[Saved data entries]
_ _ _ _ _ _ _

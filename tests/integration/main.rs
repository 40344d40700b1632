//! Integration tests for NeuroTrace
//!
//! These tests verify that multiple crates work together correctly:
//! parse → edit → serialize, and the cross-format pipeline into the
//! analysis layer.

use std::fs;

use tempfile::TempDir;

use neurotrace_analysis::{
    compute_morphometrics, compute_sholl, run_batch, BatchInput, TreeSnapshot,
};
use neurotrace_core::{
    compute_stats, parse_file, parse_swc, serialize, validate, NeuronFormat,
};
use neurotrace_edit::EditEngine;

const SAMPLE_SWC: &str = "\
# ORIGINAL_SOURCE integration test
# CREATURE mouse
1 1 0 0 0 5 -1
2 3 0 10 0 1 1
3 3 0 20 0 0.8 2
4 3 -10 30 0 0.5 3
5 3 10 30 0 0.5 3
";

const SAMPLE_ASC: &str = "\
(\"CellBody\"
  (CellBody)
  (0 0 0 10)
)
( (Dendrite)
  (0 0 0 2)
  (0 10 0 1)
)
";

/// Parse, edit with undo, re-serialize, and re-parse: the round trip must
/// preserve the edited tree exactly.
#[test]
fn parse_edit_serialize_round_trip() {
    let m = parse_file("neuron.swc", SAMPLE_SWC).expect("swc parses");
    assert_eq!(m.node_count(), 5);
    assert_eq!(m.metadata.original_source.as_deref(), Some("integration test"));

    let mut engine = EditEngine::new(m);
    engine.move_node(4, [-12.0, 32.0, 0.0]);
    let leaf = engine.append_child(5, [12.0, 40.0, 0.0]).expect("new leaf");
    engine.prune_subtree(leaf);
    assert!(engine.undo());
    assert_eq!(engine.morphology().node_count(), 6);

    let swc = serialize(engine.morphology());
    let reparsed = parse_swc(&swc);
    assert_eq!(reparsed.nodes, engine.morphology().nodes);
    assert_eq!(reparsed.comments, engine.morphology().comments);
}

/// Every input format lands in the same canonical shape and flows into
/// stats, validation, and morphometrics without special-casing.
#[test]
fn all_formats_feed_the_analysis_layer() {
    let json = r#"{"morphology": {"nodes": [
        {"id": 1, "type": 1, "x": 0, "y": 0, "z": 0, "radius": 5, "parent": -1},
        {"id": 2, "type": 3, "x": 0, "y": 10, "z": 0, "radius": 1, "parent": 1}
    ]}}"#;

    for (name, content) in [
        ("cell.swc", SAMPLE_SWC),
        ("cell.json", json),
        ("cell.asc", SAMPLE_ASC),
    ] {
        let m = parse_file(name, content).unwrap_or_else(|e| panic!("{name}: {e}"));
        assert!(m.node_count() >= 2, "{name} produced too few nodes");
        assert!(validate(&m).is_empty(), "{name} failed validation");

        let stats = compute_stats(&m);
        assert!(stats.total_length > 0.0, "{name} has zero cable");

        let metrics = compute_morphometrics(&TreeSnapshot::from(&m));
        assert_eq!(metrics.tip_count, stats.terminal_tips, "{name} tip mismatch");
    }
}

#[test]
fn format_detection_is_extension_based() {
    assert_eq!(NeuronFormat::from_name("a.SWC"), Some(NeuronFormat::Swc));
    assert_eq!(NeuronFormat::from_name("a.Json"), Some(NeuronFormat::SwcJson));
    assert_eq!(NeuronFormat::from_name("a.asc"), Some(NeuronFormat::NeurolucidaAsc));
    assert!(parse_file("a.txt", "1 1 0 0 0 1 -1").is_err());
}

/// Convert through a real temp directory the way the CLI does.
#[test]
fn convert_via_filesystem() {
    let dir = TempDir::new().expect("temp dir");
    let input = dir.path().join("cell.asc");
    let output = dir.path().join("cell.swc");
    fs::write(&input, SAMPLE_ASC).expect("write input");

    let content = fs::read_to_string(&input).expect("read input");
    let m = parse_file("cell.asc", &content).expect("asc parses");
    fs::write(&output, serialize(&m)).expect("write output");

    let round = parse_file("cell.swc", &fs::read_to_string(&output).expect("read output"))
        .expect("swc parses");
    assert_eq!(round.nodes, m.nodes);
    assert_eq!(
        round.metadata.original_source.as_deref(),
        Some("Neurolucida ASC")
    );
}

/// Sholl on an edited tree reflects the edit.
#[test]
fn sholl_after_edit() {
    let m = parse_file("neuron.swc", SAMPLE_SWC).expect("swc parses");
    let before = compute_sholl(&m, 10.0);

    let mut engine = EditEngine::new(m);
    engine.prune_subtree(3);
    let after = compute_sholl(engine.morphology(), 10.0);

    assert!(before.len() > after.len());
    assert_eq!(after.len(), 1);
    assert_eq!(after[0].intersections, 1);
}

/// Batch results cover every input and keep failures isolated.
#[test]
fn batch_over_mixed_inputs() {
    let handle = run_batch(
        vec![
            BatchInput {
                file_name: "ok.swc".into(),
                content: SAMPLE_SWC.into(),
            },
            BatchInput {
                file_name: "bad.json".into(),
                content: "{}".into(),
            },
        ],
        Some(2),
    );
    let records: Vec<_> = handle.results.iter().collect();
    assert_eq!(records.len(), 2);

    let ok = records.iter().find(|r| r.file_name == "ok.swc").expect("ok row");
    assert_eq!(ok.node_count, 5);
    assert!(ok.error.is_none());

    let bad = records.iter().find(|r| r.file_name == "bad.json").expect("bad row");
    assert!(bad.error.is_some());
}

_ _ _ _ _ _ _

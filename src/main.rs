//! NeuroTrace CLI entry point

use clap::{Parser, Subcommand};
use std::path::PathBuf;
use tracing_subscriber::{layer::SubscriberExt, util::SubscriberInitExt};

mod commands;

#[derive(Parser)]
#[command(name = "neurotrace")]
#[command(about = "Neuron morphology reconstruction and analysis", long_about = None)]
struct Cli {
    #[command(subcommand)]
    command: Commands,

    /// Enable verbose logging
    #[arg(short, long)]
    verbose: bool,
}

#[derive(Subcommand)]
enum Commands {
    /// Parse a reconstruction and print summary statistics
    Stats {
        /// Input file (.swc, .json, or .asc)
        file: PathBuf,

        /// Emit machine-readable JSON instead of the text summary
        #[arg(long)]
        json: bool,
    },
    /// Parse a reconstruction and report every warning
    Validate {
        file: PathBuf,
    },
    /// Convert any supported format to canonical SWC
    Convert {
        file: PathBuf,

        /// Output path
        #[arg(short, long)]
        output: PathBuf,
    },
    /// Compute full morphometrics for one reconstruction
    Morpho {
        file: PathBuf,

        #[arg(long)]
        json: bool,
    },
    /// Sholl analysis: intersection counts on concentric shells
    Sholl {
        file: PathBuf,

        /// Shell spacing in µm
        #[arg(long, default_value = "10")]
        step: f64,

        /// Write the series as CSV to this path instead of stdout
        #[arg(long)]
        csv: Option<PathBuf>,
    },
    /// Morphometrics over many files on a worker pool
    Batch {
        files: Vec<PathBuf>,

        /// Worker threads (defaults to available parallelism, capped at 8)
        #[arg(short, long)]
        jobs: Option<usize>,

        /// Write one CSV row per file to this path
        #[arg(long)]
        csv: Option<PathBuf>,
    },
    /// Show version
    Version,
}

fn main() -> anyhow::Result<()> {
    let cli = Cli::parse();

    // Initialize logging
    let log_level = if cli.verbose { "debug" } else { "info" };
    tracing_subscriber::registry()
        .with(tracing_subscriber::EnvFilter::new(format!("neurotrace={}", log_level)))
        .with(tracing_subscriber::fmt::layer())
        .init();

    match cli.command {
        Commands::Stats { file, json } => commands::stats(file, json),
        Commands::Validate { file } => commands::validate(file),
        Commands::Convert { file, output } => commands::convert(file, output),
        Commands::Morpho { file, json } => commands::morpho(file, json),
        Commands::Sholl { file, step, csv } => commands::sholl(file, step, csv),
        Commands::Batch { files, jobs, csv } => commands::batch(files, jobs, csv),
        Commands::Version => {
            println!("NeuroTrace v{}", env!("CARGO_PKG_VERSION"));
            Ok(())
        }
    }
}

_ _ _ _ _ _ _

§ **To do**:
Return, from the entries, each line that holds "error".

§ **Written reply**:
    assert!(ok.error.is_none());
    assert!(bad.error.is_some());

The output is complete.